→ **DATASET EXTRACT**
------------

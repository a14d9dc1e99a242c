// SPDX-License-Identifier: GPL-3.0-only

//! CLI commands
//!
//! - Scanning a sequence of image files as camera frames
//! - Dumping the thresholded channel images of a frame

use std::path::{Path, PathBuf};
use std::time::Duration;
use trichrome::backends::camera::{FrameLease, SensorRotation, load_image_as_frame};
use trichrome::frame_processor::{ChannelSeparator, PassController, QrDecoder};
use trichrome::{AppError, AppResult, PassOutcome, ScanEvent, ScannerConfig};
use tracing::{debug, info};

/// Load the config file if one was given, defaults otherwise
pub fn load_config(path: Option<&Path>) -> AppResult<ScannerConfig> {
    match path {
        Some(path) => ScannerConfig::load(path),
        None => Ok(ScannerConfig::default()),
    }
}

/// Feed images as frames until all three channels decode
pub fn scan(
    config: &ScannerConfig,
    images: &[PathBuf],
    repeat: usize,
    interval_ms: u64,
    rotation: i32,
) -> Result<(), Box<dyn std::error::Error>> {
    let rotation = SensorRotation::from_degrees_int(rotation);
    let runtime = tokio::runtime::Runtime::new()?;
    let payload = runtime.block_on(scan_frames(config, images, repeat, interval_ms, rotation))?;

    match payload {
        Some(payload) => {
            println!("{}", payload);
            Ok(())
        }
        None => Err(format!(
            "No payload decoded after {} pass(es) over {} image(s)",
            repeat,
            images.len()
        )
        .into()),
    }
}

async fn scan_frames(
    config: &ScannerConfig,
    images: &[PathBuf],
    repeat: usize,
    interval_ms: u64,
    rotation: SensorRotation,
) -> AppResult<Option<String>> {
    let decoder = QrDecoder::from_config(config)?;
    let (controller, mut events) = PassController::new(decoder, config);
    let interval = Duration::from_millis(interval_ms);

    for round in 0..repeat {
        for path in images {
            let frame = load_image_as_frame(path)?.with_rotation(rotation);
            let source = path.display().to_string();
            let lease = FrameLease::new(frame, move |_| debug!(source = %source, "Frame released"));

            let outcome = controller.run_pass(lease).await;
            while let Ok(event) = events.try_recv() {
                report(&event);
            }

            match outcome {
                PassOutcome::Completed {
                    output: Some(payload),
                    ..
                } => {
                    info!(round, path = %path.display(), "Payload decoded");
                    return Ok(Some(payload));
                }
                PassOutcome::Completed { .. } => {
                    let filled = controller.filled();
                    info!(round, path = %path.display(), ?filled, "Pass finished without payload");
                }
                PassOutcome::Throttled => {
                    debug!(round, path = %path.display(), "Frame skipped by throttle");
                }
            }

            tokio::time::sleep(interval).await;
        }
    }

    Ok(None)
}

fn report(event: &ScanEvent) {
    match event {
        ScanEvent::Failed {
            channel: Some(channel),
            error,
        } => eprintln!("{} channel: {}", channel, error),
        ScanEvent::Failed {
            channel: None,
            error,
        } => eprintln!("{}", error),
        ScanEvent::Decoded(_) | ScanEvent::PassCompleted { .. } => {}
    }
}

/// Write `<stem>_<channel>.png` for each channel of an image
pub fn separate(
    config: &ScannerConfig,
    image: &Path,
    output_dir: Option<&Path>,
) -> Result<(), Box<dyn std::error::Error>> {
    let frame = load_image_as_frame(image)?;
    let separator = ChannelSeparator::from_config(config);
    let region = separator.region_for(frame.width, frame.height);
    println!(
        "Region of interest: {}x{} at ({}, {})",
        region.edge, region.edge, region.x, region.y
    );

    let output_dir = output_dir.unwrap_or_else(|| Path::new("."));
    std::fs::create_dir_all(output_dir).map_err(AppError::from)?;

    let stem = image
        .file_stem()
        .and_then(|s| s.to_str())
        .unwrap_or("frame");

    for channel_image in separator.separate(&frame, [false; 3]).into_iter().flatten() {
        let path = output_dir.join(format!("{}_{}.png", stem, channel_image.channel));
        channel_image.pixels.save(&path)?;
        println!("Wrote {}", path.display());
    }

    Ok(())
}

------------

→ **TASK OBJECTIVE**
Lines in the listing above that contain the word "SensorRotation" must be copied; leave out the rest.

→ **SOLUTION**
use trichrome::backends::camera::{FrameLease, SensorRotation, load_image_as_frame};
    let rotation = SensorRotation::from_degrees_int(rotation);
    rotation: SensorRotation,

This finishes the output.